• [AIM OF THE TASK]: Each entry must appear in the answer exactly as it does here.

[Collected data]

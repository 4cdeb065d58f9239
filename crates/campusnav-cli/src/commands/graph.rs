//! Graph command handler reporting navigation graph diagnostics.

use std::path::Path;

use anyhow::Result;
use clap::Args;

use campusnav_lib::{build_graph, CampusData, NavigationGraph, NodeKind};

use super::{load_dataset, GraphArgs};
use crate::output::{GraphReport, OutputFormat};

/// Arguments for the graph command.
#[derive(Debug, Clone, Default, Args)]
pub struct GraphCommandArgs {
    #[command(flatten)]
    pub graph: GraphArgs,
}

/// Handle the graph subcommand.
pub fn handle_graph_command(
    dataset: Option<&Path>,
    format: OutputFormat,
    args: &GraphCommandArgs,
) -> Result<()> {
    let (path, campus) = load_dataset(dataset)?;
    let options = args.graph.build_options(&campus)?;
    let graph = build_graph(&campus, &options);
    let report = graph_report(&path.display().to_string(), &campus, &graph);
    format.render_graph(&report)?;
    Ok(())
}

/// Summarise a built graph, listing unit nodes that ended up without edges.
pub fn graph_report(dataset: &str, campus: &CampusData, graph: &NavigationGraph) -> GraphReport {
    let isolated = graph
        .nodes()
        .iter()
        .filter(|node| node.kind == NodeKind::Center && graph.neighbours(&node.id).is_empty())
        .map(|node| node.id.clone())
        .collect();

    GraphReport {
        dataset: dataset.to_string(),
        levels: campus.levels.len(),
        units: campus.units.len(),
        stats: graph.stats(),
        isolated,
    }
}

• [FINISHED EXERCISE]:
repository 4cdeb065d58f9239
filename crates/campusnav-cli/src/commands/graph.rs
//! Graph command handler reporting navigation graph diagnostics.

use std::path::Path;

use anyhow::Result;
use clap::Args;

use campusnav_lib::{build_graph, CampusData, NavigationGraph, NodeKind};

use super::{load_dataset, GraphArgs};
use crate::output::{GraphReport, OutputFormat};

/// Arguments for the graph command.
#[derive(Debug, Clone, Default, Args)]
pub struct GraphCommandArgs {
    #[command(flatten)]
    pub graph: GraphArgs,
}

/// Handle the graph subcommand.
pub fn handle_graph_command(
    dataset: Option<&Path>,
    format: OutputFormat,
    args: &GraphCommandArgs,
) -> Result<()> {
    let (path, campus) = load_dataset(dataset)?;
    let options = args.graph.build_options(&campus)?;
    let graph = build_graph(&campus, &options);
    let report = graph_report(&path.display().to_string(), &campus, &graph);
    format.render_graph(&report)?;
    Ok(())
}

/// Summarise a built graph, listing unit nodes that ended up without edges.
pub fn graph_report(dataset: &str, campus: &CampusData, graph: &NavigationGraph) -> GraphReport {
    let isolated = graph
        .nodes()
        .iter()
        .filter(|node| node.kind == NodeKind::Center && graph.neighbours(&node.id).is_empty())
        .map(|node| node.id.clone())
        .collect();

    GraphReport {
        dataset: dataset.to_string(),
        levels: campus.levels.len(),
        units: campus.units.len(),
        stats: graph.stats(),
        isolated,
    }
}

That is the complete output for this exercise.